Task ▸ In the listing below, the line containing "pub enum ShutdownOptions" marks the end; copy exactly every line from the first through that one.

Recorded data ▸
━━━

//! Runtime runner.
//!
//! Shutdown can be driven by OS signals, an external `CancellationToken`,
//! or an arbitrary future.

use std::{future::Future, pin::Pin};

use tokio_util::sync::CancellationToken;

use super::hierarchy::ContextHierarchy;
use super::HostRuntime;

/// How the runtime should decide when to stop.
pub enum ShutdownOptions {
    /// Listen for OS signals (Ctrl+C / SIGTERM).
    Signals,
    /// An external `CancellationToken` controls the lifecycle.
    Token(CancellationToken),
    /// An arbitrary future; when it completes, we initiate shutdown.
    Future(Pin<Box<dyn Future<Output = ()> + Send>>),
}

pub struct RunOptions {
    /// Contexts to refresh, keep active, then close.
    pub hierarchy: ContextHierarchy,
    pub shutdown: ShutdownOptions,
}

/// Full cycle: refresh → wait → close.
pub async fn run(opts: RunOptions) -> anyhow::Result<()> {
    let cancel = match &opts.shutdown {
        ShutdownOptions::Token(t) => t.clone(),
        _ => CancellationToken::new(),
    };

    match opts.shutdown {
        ShutdownOptions::Signals => {
            let c = cancel.clone();
            tokio::spawn(async move {
                match ctxkit_bootstrap::wait_for_shutdown().await {
                    Ok(signal) => {
                        tracing::info!(%signal, "shutdown: signal received");
                    }
                    Err(e) => {
                        tracing::warn!(
                            error = %e,
                            "shutdown: primary waiter failed; falling back to ctrl_c()"
                        );
                        let _ = tokio::signal::ctrl_c().await;
                    }
                }
                c.cancel();
            });
        }
        ShutdownOptions::Future(waiter) => {
            let c = cancel.clone();
            tokio::spawn(async move {
                waiter.await;
                tracing::info!("shutdown: external future completed");
                c.cancel();
            });
        }
        ShutdownOptions::Token(_) => {
            tracing::info!("shutdown: external token will control lifecycle");
        }
    }

    HostRuntime::new(opts.hierarchy, cancel).run_full_cycle().await
}
//! Component registry - the per-level directory of managed components.
//!
//! A context owns exactly one registry and never looks into another level's
//! registry directly; hierarchy traversal happens in the context itself.

use std::collections::HashMap;

use parking_lot::RwLock;

use crate::component::Component;
use crate::errors::ContextError;

/// Contract every registry backend fulfils for one context level.
pub trait ComponentRegistry: Send + Sync {
    /// Add a component. Names are unique within one registry.
    fn register(&self, component: Component) -> Result<(), ContextError>;

    fn contains(&self, name: &str) -> bool;

    fn get(&self, name: &str) -> Option<Component>;

    /// Component names in registration order.
    fn names(&self) -> Vec<String>;

    /// Components satisfying `predicate`, in registration order.
    fn list_matching(&self, predicate: &dyn Fn(&Component) -> bool) -> Vec<Component>;

    fn len(&self) -> usize {
        self.names().len()
    }

    fn is_empty(&self) -> bool {
        self.len() == 0
    }

    /// Release every component, running destruction callbacks in reverse
    /// registration order. The registry is empty afterwards.
    fn destroy(&self);
}

#[derive(Default)]
struct RegistryInner {
    order: Vec<String>,
    entries: HashMap<String, Component>,
}

/// In-memory registry preserving registration order.
#[derive(Default)]
pub struct DefaultRegistry {
    inner: RwLock<RegistryInner>,
}

impl std::fmt::Debug for DefaultRegistry {
    fn fmt(&self, f: &mut std::fmt::Formatter<'_>) -> std::fmt::Result {
        let inner = self.inner.read();
        f.debug_struct("DefaultRegistry")
            .field("components", &inner.order)
            .finish()
    }
}

impl DefaultRegistry {
    pub fn new() -> Self {
        Self::default()
    }
}

impl ComponentRegistry for DefaultRegistry {
    fn register(&self, component: Component) -> Result<(), ContextError> {
        let mut inner = self.inner.write();
        let name = component.name().to_string();
        if inner.entries.contains_key(&name) {
            return Err(ContextError::DuplicateComponent(name));
        }
        tracing::debug!(component = %name, types = ?component.type_names(), "component registered");
        inner.order.push(name.clone());
        inner.entries.insert(name, component);
        Ok(())
    }

    fn contains(&self, name: &str) -> bool {
        self.inner.read().entries.contains_key(name)
    }

    fn get(&self, name: &str) -> Option<Component> {
        self.inner.read().entries.get(name).cloned()
    }

    fn names(&self) -> Vec<String> {
        self.inner.read().order.clone()
    }

    fn list_matching(&self, predicate: &dyn Fn(&Component) -> bool) -> Vec<Component> {
        let inner = self.inner.read();
        inner
            .order
            .iter()
            .filter_map(|name| inner.entries.get(name))
            .filter(|c| predicate(*c))
            .cloned()
            .collect()
    }

    fn len(&self) -> usize {
        self.inner.read().order.len()
    }

    fn destroy(&self) {
        // Detach everything under the lock, run callbacks outside of it.
        let (order, mut entries) = {
            let mut inner = self.inner.write();
            let taken = std::mem::take(&mut *inner);
            (taken.order, taken.entries)
        };

        tracing::debug!(count = order.len(), "destroying registry components");
        for name in order.iter().rev() {
            if let Some(component) = entries.remove(name) {
                component.destroy();
            }
        }
    }
}
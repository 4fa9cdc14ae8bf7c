use anyhow::{bail, Context, Result};
use serde::{Deserialize, Serialize};
use std::collections::{BTreeMap, HashMap};
use std::path::{Path, PathBuf};

use crate::paths::home_dir::resolve_home_dir;

/// Host configuration with the root context, its named children and the
/// ambient sections (home dir, logging).
#[derive(Debug, Clone, Deserialize, Serialize)]
#[serde(deny_unknown_fields)]
pub struct AppConfig {
    pub host: HostConfig,
    /// Logging configuration (optional, uses defaults if None).
    pub logging: Option<LoggingConfig>,
    /// Root context definition.
    #[serde(default)]
    pub context: ContextConfig,
    /// Directory of `<child>.yaml` files merged into `children` (optional).
    #[serde(default)]
    pub contexts_dir: Option<String>,
    /// Child contexts by name. A child without `parent` hangs off the root.
    #[serde(default)]
    pub children: BTreeMap<String, ContextConfig>,
}

#[derive(Debug, Clone, Deserialize, Serialize, Default)]
#[serde(deny_unknown_fields)]
pub struct HostConfig {
    /// Normalized to an absolute path on load. Empty means the platform default.
    #[serde(default)]
    pub home_dir: String,
}

/// One context level: identity, environment, message catalog and inline
/// resources.
#[derive(Debug, Clone, Deserialize, Serialize, PartialEq)]
#[serde(deny_unknown_fields)]
pub struct ContextConfig {
    #[serde(default)]
    pub id: Option<String>,
    #[serde(default)]
    pub display_name: Option<String>,
    #[serde(default)]
    pub application_name: String,
    /// Name of another child to nest under. Ignored for the root.
    #[serde(default)]
    pub parent: Option<String>,
    #[serde(default)]
    pub profiles: Vec<String>,
    #[serde(default)]
    pub default_profiles: Vec<String>,
    /// Arbitrary nested values, exposed as dotted property keys.
    #[serde(default)]
    pub properties: BTreeMap<String, serde_json::Value>,
    /// locale → code → template. `root` is the locale-independent catalog.
    #[serde(default)]
    pub messages: BTreeMap<String, BTreeMap<String, String>>,
    /// location → inline text.
    #[serde(default)]
    pub resources: BTreeMap<String, String>,
    #[serde(default = "default_true")]
    pub autowire: bool,
}

fn default_true() -> bool {
    true
}

impl Default for ContextConfig {
    fn default() -> Self {
        Self {
            id: None,
            display_name: None,
            application_name: String::new(),
            parent: None,
            profiles: Vec::new(),
            default_profiles: Vec::new(),
            properties: BTreeMap::new(),
            messages: BTreeMap::new(),
            resources: BTreeMap::new(),
            autowire: true,
        }
    }
}

/// Logging configuration - maps subsystem names to their logging settings.
/// Key "default" is the catch-all for logs that don't match explicit subsystems.
pub type LoggingConfig = HashMap<String, Section>;

#[derive(Debug, Serialize, Deserialize, Clone)]
pub struct Section {
    pub console_level: String, // "info", "debug", "error", "off"
    #[serde(default)]
    pub file: String, // "logs/ctxkit.log", empty disables the file sink
    #[serde(default)]
    pub file_level: String,
    #[serde(default)]
    pub max_age_days: Option<u32>,
    #[serde(default)]
    pub max_backups: Option<usize>,
    #[serde(default)]
    pub max_size_mb: Option<u64>,
}

pub fn default_logging_config() -> LoggingConfig {
    let mut logging = HashMap::new();
    logging.insert(
        "default".to_string(),
        Section {
            console_level: "info".to_string(),
            file: "logs/ctxkit.log".to_string(),
            file_level: "debug".to_string(),
            max_age_days: Some(7),
            max_backups: Some(3),
            max_size_mb: Some(100),
        },
    );
    logging
}

impl Default for AppConfig {
    fn default() -> Self {
        Self {
            host: HostConfig::default(),
            logging: Some(default_logging_config()),
            context: ContextConfig::default(),
            contexts_dir: None,
            children: BTreeMap::new(),
        }
    }
}

impl AppConfig {
    /// Layered loading: defaults → YAML file → `APP__` environment variables.
    /// Normalizes `host.home_dir` into an absolute path and creates it.
    pub fn load_layered<P: AsRef<Path>>(config_path: P) -> Result<Self> {
        use figment::{
            providers::{Env, Format, Serialized, Yaml},
            Figment,
        };

        let path = config_path.as_ref();
        if !path.exists() {
            bail!("config file not found: {}", path.display());
        }

        // Optional sections stay None unless YAML/ENV provide them.
        let base = AppConfig {
            logging: None,
            ..AppConfig::default()
        };

        let figment = Figment::new()
            .merge(Serialized::defaults(base))
            .merge(Yaml::file(path))
            // APP__CONTEXT__APPLICATION_NAME=demo maps to context.application_name
            .merge(Env::prefixed("APP__").split("__"));

        let mut config: AppConfig = figment
            .extract()
            .context("Failed to extract config from figment")?;

        normalize_home_dir_inplace(&mut config.host).context("Failed to resolve host.home_dir")?;

        if let Some(dir) = config.contexts_dir.clone() {
            merge_context_files(&mut config.children, resolve_relative(&dir, path))?;
        }

        Ok(config)
    }

    /// Load from file, or defaults when no path is given.
    pub fn load_or_default<P: AsRef<Path>>(config_path: Option<P>) -> Result<Self> {
        match config_path {
            Some(path) => Self::load_layered(path),
            None => {
                let mut c = Self::default();
                normalize_home_dir_inplace(&mut c.host)
                    .context("Failed to resolve host.home_dir (defaults)")?;
                Ok(c)
            }
        }
    }

    pub fn to_yaml(&self) -> Result<String> {
        serde_yaml::to_string(self).context("Failed to serialize config to YAML")
    }

    pub fn apply_cli_overrides(&mut self, args: &CliArgs) {
        if !args.profiles.is_empty() {
            self.context.profiles = args.profiles.clone();
        }

        let logging = self.logging.get_or_insert_with(default_logging_config);
        if let Some(default_section) = logging.get_mut("default") {
            default_section.console_level = match args.verbose {
                0 => default_section.console_level.clone(),
                1 => "debug".to_string(),
                _ => "trace".to_string(),
            };
        }
    }
}

/// Command line arguments relevant to configuration.
#[derive(Debug, Clone, Default)]
pub struct CliArgs {
    pub config: Option<String>,
    pub print_config: bool,
    pub verbose: u8,
    /// Replaces the root context's active profiles when non-empty.
    pub profiles: Vec<String>,
}

const DEFAULT_SUBDIR: &str = ".ctxkit";

fn normalize_home_dir_inplace(host: &mut HostConfig) -> Result<()> {
    let opt = if host.home_dir.trim().is_empty() {
        None
    } else {
        Some(host.home_dir.clone())
    };

    let resolved: PathBuf =
        resolve_home_dir(opt, DEFAULT_SUBDIR, true).context("home_dir normalization failed")?;

    host.home_dir = resolved.to_string_lossy().to_string();
    Ok(())
}

/// Relative `contexts_dir` values are taken from the config file's directory.
fn resolve_relative(dir: &str, config_path: &Path) -> PathBuf {
    let p = Path::new(dir);
    if p.is_absolute() {
        return p.to_path_buf();
    }
    config_path
        .parent()
        .map(|base| base.join(p))
        .unwrap_or_else(|| p.to_path_buf())
}

fn merge_context_files(
    children: &mut BTreeMap<String, ContextConfig>,
    dir: impl AsRef<Path>,
) -> Result<()> {
    use std::fs;
    let dir = dir.as_ref();
    if !dir.exists() {
        return Ok(());
    }
    for entry in fs::read_dir(dir)? {
        let path = entry?.path();
        if !path.is_file() {
            continue;
        }
        let ext = path
            .extension()
            .and_then(|s| s.to_str())
            .unwrap_or("")
            .to_ascii_lowercase();
        if ext != "yml" && ext != "yaml" {
            continue;
        }
        let Some(name) = path.file_stem().and_then(|s| s.to_str()) else {
            continue;
        };
        let raw = fs::read_to_string(&path)
            .with_context(|| format!("Failed to read {}", path.display()))?;
        let child: ContextConfig = serde_yaml::from_str(&raw)
            .with_context(|| format!("Invalid context file {}", path.display()))?;
        children.insert(name.to_string(), child);
    }
    Ok(())
}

━━━

Task answer ▸
//! Runtime runner.
//!
//! Shutdown can be driven by OS signals, an external `CancellationToken`,
//! or an arbitrary future.

use std::{future::Future, pin::Pin};

use tokio_util::sync::CancellationToken;

use super::hierarchy::ContextHierarchy;
use super::HostRuntime;

/// How the runtime should decide when to stop.
pub enum ShutdownOptions {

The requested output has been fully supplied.